The Story of Robert Burns

Murray Pittock’s Scotland is an engaging and authoritative history of Scotland’s influence in the world and the world’s on Scotland, from the Thirty Years War to the present day. He explores Scotland and Empire, the rise of nationalism, and the pressures on the country from an increasingly monolithic understanding of “Britishness.” 

This influence is illustrated through the enduring appeal of Robert Burns, often referred to as Scotland’s national poet and celebrated each year on Burns Night. Pittock discusses his story in this extract.


Burns first recited his poetry in Edinburgh in the drawing-room of Jane Gordon (1748/9–1812) Duchess of Gordon, who acted as one of his patrons, and was central to the rehabilitation of tartan. Burns’ poetry and song expressed a deep and universal humanity, born out of Enlightenment values of scepticism and sympathy, radical in tone and allusion but frequently indeterminate politically, comprehensive in expression and aspiration while rooted in the language and life of provincial Ayrshire farms and smallholdings. Burns was hugely more sophisticated as a major Romantic poet than his most ardent supporters often give him credit for, and while he had his own anxieties over farming and rents, he gave these universal voice at a time when in different parts of Scotland people were leaving the land for cities or else struggling to gain economic benefit from small landholdings. In large parts of the country land had been subdivided for wartime labour and returning soldiers in lieu of their bounty, which landlords often spent and did not reinvest.

Clan Gordon tartan, Micheletb, CC BY-SA 4.0

Burns’ poetry not only used Scots as a national marker, but even – and this is still poorly understood – used different dialects of it within the same poem in order to convey different connotations or readings in tension with one another.

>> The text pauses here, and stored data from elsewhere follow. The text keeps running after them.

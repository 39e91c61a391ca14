use std::collections::BTreeMap;
use std::sync::Mutex;
use std::sync::atomic::{AtomicUsize, Ordering};

use async_trait::async_trait;
use chrono::{TimeZone, Utc};
use serde_json::Value;

use crate::assessment::{Assessment, Confidence, NewAssessment, Provenance, TrendLabel};
use crate::band::StatusBand;
use crate::error::{EstimatorError, ReasoningError};
use crate::estimator::{BaseEstimator, FeatureVector};
use crate::reasoning::{ReasoningRequest, ReasoningService};
use crate::sample::Sample;

pub(crate) fn sample_fixture(service_performed: bool, topup_performed: bool) -> Sample {
    Sample {
        entity_id: None,
        oil_hrs: 3500.0,
        total_hrs: 98000.0,
        viscosity_40: 140.0,
        viscosity_100: None,
        viscosity_index: None,
        service_performed,
        topup_performed,
        trace_elements: BTreeMap::new(),
        lab_properties: BTreeMap::new(),
        water_content: None,
    }
}

pub(crate) fn assessment_fixture(id: i64, entity_id: Option<&str>, final_score: f64) -> Assessment {
    let mut sample = sample_fixture(false, false);
    sample.entity_id = entity_id.map(str::to_string);
    Assessment {
        id,
        entity_id: entity_id.map(str::to_string),
        created_at: Utc
            .with_ymd_and_hms(2025, 7, 11, 10, 0, 0)
            .single()
            .expect("valid timestamp"),
        sample,
        lag_score: 0.0,
        raw_score: final_score,
        final_score,
        status_band: StatusBand::classify(final_score),
        trend_label: TrendLabel::Stable,
        recommendation: "Continue routine maintenance".to_string(),
        provenance: Provenance::External,
        confidence: Confidence::High,
    }
}

/// Returns a fixed score and records every feature vector it saw.
pub(crate) struct StaticEstimator {
    pub score: f64,
    pub seen: Mutex<Vec<FeatureVector>>,
}

impl StaticEstimator {
    pub fn new(score: f64) -> Self {
        Self {
            score,
            seen: Mutex::new(Vec::new()),
        }
    }

    pub fn lags(&self) -> Vec<f64> {
        self.seen
            .lock()
            .expect("lock")
            .iter()
            .map(|f| f.health_score_lag_1)
            .collect()
    }
}

#[async_trait]
impl BaseEstimator for StaticEstimator {
    async fn estimate(&self, features: &FeatureVector) -> Result<f64, EstimatorError> {
        self.seen.lock().expect("lock").push(features.clone());
        Ok(self.score)
    }
}

pub(crate) struct FailingEstimator;

#[async_trait]
impl BaseEstimator for FailingEstimator {
    async fn estimate(&self, _features: &FeatureVector) -> Result<f64, EstimatorError> {
        Err(EstimatorError::Unavailable("model file missing".to_string()))
    }
}

/// Replays a canned reasoning outcome and records every request it saw.
pub(crate) struct ScriptedReasoning {
    pub response: Result<Value, ReasoningError>,
    pub delay: Option<std::time::Duration>,
    pub calls: AtomicUsize,
    pub requests: Mutex<Vec<ReasoningRequest>>,
}

impl ScriptedReasoning {
    pub fn responding(value: Value) -> Self {
        Self {
            response: Ok(value),
            delay: None,
            calls: AtomicUsize::new(0),
            requests: Mutex::new(Vec::new()),
        }
    }

    pub fn failing(err: ReasoningError) -> Self {
        Self {
            response: Err(err),
            delay: None,
            calls: AtomicUsize::new(0),
            requests: Mutex::new(Vec::new()),
        }
    }

    pub fn call_count(&self) -> usize {
        self.calls.load(Ordering::SeqCst)
    }

    pub fn requests(&self) -> Vec<ReasoningRequest> {
        self.requests.lock().expect("lock").clone()
    }
}

#[async_trait]
impl ReasoningService for ScriptedReasoning {
    async fn assess(&self, request: &ReasoningRequest) -> Result<Value, ReasoningError> {
        self.calls.fetch_add(1, Ordering::SeqCst);
        self.requests.lock().expect("lock").push(request.clone());
        if let Some(delay) = self.delay {
            tokio::time::sleep(delay).await;
        }
        self.response.clone()
    }
}

pub(crate) fn new_assessment_fixture(entity_id: Option<&str>, final_score: f64) -> NewAssessment {
    let a = assessment_fixture(0, entity_id, final_score);
    NewAssessment {
        entity_id: a.entity_id,
        created_at: a.created_at,
        sample: a.sample,
        lag_score: a.lag_score,
        raw_score: a.raw_score,
        final_score: a.final_score,
        status_band: a.status_band,
        trend_label: a.trend_label,
        recommendation: a.recommendation,
        provenance: a.provenance,
        confidence: a.confidence,
    }
}
use catalog_core::index::IndexBuilder;
use catalog_core::ranking::{compute_bm25, Bm25Params, Synonyms};
use catalog_core::{Document, Field, ForwardIndex, QueryIndices, Ranker, RankingConfig, Tokenizer};
use rand::rngs::StdRng;
use rand::SeedableRng;
use serde_json::json;
use std::collections::HashSet;

fn catalog() -> Vec<Document> {
    vec![
        Document::new("https://shop.example/product/1")
            .with_title("Blue Potion")
            .with_review(json!({"rating": 5}))
            .with_review(json!({"rating": 5})),
        Document::new("https://shop.example/product/2").with_title("Green Potion"),
    ]
}

#[test]
fn reviewed_document_outranks_equal_title_match() {
    let docs = catalog();
    let builder = IndexBuilder::default();
    let titles = builder.build_positional_index(Field::Title, &docs);
    let (reviews, failures) = builder.build_reviews_index(&docs);
    assert!(failures.is_empty());

    let ranker = Ranker::default();
    let indices = QueryIndices { inverted: &titles, titles: &titles, reviews: &reviews, forward: None };
    let results = ranker.process_query("potion", &indices, true, &mut StdRng::seed_from_u64(3));

    assert_eq!(results.len(), 2);
    assert_eq!(results[0].doc_id, 0);
    assert_eq!(results[1].doc_id, 1);
    // both get BM25 + title boost; doc 0 adds 5/5 + 5
    assert!((results[0].score - results[1].score - 6.0).abs() < 1e-9);
}

#[test]
fn identical_documents_get_distinct_scores() {
    let docs = vec![
        Document::new("a").with_title("red potion"),
        Document::new("b").with_title("red potion"),
        Document::new("c").with_title("red potion"),
    ];
    let titles = IndexBuilder::default().build_positional_index(Field::Title, &docs);
    let reviews = Default::default();
    let indices = QueryIndices { inverted: &titles, titles: &titles, reviews: &reviews, forward: None };
    let ranker = Ranker::default();

    let raw = ranker.rank_documents(&ranker.expand_query("potion"), &indices);
    let tied = raw[0].score;
    assert!(raw.iter().all(|d| d.score == tied));

    let results = ranker.process_query("potion", &indices, true, &mut StdRng::seed_from_u64(11));
    let distinct: HashSet<u64> = results.iter().map(|d| d.score.to_bits()).collect();
    assert_eq!(distinct.len(), 3);
    assert_eq!(results.iter().filter(|d| d.score == tied).count(), 1);
    assert_eq!(results.last().map(|d| d.score), Some(tied));
}

#[test]
fn huge_review_ratings_still_rank() {
    let docs = vec![
        Document::new("a").with_title("red potion").with_review(json!({"rating": 1e17})),
        Document::new("b").with_title("red potion").with_review(json!({"rating": 1e17})),
    ];
    let builder = IndexBuilder::default();
    let titles = builder.build_positional_index(Field::Title, &docs);
    let (reviews, failures) = builder.build_reviews_index(&docs);
    assert!(failures.is_empty());
    let indices = QueryIndices { inverted: &titles, titles: &titles, reviews: &reviews, forward: None };

    let results = Ranker::default().process_query("potion", &indices, true, &mut StdRng::seed_from_u64(2));
    assert_eq!(results.len(), 2);
    assert_ne!(results[0].score.to_bits(), results[1].score.to_bits());
    assert!(results[0].score > results[1].score);
}

#[test]
fn bm25_grows_with_term_frequency() {
    let builder = IndexBuilder::default();
    let tokens = vec!["potion".to_string()];
    let mut previous = 0.0;
    for repeats in 1..6 {
        let title = format!("{} red", "potion ".repeat(repeats));
        let docs = vec![Document::new("a").with_title(title), Document::new("b").with_title("potion blue")];
        let index = builder.build_positional_index(Field::Title, &docs);
        let score = compute_bm25(&tokens, &index, Bm25Params::default())[&0];
        assert!(score >= previous, "tf={repeats}: {score} < {previous}");
        previous = score;
    }
}

#[test]
fn synonyms_pull_in_matching_documents() {
    let docs = vec![
        Document::new("a").with_description("healing elixir"),
        Document::new("b").with_description("iron sword"),
    ];
    let description = IndexBuilder::default().build_positional_index(Field::Description, &docs);
    let titles = Default::default();
    let reviews = Default::default();
    let indices = QueryIndices { inverted: &description, titles: &titles, reviews: &reviews, forward: None };

    let synonyms = Synonyms::from([("potion".to_string(), vec!["elixir".to_string()])]);
    let ranker = Ranker::new(Tokenizer::default(), synonyms, RankingConfig::default());
    let outcome = ranker.search("potion", &indices, false, &mut StdRng::seed_from_u64(0));

    assert_eq!(outcome.tokens, vec!["potion", "elixir"]);
    assert_eq!(outcome.results.len(), 1);
    assert_eq!(outcome.results[0].doc_id, 0);
    assert!(outcome.candidates.contains(&0));
}

#[test]
fn prefilter_does_not_restrict_results() {
    let docs = vec![
        Document::new("a").with_title("red potion"),
        Document::new("b").with_title("blue potion"),
    ];
    let titles = IndexBuilder::default().build_positional_index(Field::Title, &docs);
    let reviews = Default::default();
    let indices = QueryIndices { inverted: &titles, titles: &titles, reviews: &reviews, forward: None };
    let ranker = Ranker::default();

    let outcome = ranker.search("red potion", &indices, true, &mut StdRng::seed_from_u64(5));
    // no single key contains both "red" and "potion"
    assert!(outcome.candidates.is_empty());
    assert_eq!(outcome.results.len(), 2);
    assert_eq!(outcome.results[0].doc_id, 0);
}

#[test]
fn forward_index_adds_positional_boost() {
    let docs = vec![
        Document::new("a").with_title("potion red"),
        Document::new("b").with_title("red potion"),
    ];
    let titles = IndexBuilder::default().build_positional_index(Field::Title, &docs);
    let forward = ForwardIndex::from_positional(&titles);
    let reviews = Default::default();
    let ranker = Ranker::default();

    let plain = QueryIndices { inverted: &titles, titles: &titles, reviews: &reviews, forward: None };
    let base = ranker.rank_documents(&ranker.expand_query("potion"), &plain);
    assert_eq!(base[0].score, base[1].score);

    let boosted = QueryIndices { forward: Some(&forward), ..plain };
    let ranked = ranker.rank_documents(&ranker.expand_query("potion"), &boosted);
    assert_eq!(ranked[0].doc_id, 0);
    assert!((ranked[0].score - base[0].score - 1.0).abs() < 1e-9);
    assert!((ranked[1].score - base[1].score - 0.5).abs() < 1e-9);
}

Both a poet and a collector and editor of Scottish song, Burns’ work was first of all translated into German from 1795, where he appealed both as an Enlightenment radical and humanitarian and as a kind of one-stop shop for access to the authentic folk traditions of the peasantry which Herderian followers like the Grimm brothers were collecting in the German states. Here, Burns’ anthem of universal brotherhood, ‘A Man’s A Man’, first published in 1795 and itself probably influenced by the abolitionist William Dickson’s popularization of the Wedgwood medallion during his 1792 tour of Scotland, may have influenced the revised text of Friedrich Schiller’s ‘Ode to Joy’. Now the tune of the Anthem of Europe, the ‘Ode’ was set by Beethoven in his Ninth Symphony in 1824 and, translated as Trotz Alledem, became a song of Austrian and German radicalism from 1848 to the present.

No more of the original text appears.